Tree Matching When Keeping Unmatched Rows#
Description of the caveat#
As an example, consider the matching tree mentioned here:
In this example, d3 is not directly matched with d1, and we rely on the records in d2 to match d3 with d1. By default, only instances (in this case, people) that have corresponding rows in all relevant tables (d1, d2, and d3) are kept after merging (d1.merge()). By setting the unmatched argument, we can retain instances that do not have corresponding rows in specific tables.
However, in the matching tree example above, we cannot retain instances that are not recorded in d2, because d2 acts as the intermediary.

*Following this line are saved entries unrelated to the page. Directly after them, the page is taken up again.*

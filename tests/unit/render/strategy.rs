use super::*;
use crate::layout::plan::{Drawable, TextRole};

fn meta() -> PageMetadata {
    PageMetadata {
        title: Some("Hello World".to_string()),
        clean_title: Some("Hello World".to_string()),
        description: Some("A post".to_string()),
        ..PageMetadata::default()
    }
}

fn ctx<'a>(fonts: &'a FontBook, canvas: Canvas) -> CardContext<'a> {
    CardContext {
        background: None,
        canvas,
        fixed_text: "example.com",
        fonts,
        font_family: None,
        jpeg_quality: 80,
    }
}

#[test]
fn builtins_are_registered_by_name() {
    let reg = RendererRegistry::with_builtins();
    assert_eq!(reg.names().collect::<Vec<_>>(), vec!["default", "plain"]);
    assert!(reg.get(DEFAULT_RENDERER).is_ok());
    assert!(reg.get("plain").is_ok());
}

#[test]
fn unknown_renderer_is_a_validation_error() {
    let err = RendererRegistry::with_builtins().get("fancy").err().unwrap();
    assert!(matches!(err, CardError::Validation(_)));
    assert!(err.to_string().contains("default, plain"));
}

#[test]
fn custom_renderer_can_replace_a_builtin() {
    struct Fixed;
    impl CardRenderer for Fixed {
        fn render(&self, _meta: &PageMetadata, _ctx: &CardContext<'_>) -> CardResult<Vec<u8>> {
            Ok(vec![1, 2, 3])
        }
    }

    let mut reg = RendererRegistry::with_builtins();
    reg.register(DEFAULT_RENDERER, Fixed);
    let fonts = FontBook::default();
    let r = reg.get(DEFAULT_RENDERER).unwrap();
    assert_eq!(r.render(&meta(), &ctx(&fonts, Canvas::CARD)).unwrap(), vec![1, 2, 3]);
    assert!(r.plan(&meta(), &ctx(&fonts, Canvas::CARD)).is_none());
}

#[test]
fn default_renderer_produces_a_card_sized_jpeg() {
    let fonts = FontBook::default();
    let bytes = RendererRegistry::with_builtins()
        .get(DEFAULT_RENDERER)
        .unwrap()
        .render(&meta(), &ctx(&fonts, Canvas::CARD))
        .unwrap();
    let img = image::load_from_memory(&bytes).unwrap();
    assert_eq!((img.width(), img.height()), (1200, 628));
}

#[test]
fn layout_renderer_exposes_its_plan() {
    let fonts = FontBook::default();
    let plan = LayoutRenderer::new(DefaultLayout)
        .plan(&meta(), &ctx(&fonts, Canvas::CARD))
        .unwrap();
    assert!(plan.image().is_none());
    assert_eq!(plan.text(TextRole::Title).unwrap().text, "Hello World");
    assert!(matches!(plan.items.first(), Some(Drawable::Rect(_))));
}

Even if a person is missing from d2, its information might still be recorded in both d1 and d3. For example, Kate’s ID might be 102, so d1[1] might correspond to the same person as d3[2]. By matching d3 with d1 indirectly through d2 (i.e., d1<-d2<-d3), you implicity require the instance to be present in d2.
General suggestions#
If you wich to retain instances that are missing from some of the matched tables, you may prefer to avoid using the tables as intermediaries. If possible, it can be more straightforward to match all tables directly with the base table, which makes the tree shallower.
Depending on your needs, you can explore different choices for the base table and matching methods to construct a matching tree thet best suits your requirements.